» **Task to complete**
The job is to find each line of the records below that includes the word "Value" and copy it.

» **Input records**

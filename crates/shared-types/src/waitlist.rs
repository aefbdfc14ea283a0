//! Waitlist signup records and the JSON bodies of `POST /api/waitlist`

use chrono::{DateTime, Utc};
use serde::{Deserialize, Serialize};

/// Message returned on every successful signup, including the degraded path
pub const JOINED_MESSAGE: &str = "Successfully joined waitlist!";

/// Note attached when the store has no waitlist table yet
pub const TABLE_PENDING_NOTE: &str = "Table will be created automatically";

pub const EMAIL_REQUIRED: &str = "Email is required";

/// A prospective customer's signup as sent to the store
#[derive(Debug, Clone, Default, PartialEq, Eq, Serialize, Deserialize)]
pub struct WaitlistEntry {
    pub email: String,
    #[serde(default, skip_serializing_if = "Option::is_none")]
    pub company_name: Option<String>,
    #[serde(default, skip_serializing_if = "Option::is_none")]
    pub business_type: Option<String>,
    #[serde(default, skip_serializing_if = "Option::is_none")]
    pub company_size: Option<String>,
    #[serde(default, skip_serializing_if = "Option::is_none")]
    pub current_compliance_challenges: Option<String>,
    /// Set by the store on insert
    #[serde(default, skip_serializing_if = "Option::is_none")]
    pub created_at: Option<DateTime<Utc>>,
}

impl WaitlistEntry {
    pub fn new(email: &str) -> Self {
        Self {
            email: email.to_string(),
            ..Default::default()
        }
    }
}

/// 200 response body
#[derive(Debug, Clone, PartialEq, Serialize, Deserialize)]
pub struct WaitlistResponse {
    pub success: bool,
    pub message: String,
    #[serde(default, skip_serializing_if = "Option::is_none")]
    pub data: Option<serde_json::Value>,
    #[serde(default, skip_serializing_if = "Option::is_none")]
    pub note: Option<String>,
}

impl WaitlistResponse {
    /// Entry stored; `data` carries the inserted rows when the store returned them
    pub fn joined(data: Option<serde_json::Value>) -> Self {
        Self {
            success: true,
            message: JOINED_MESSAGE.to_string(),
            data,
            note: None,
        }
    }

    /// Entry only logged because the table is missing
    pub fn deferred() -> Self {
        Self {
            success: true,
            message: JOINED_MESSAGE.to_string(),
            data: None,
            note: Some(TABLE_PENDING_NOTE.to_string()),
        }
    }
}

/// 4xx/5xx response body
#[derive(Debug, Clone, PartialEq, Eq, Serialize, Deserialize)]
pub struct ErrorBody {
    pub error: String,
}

» **Answer box**
    pub data: Option<serde_json::Value>,
    pub fn joined(data: Option<serde_json::Value>) -> Self {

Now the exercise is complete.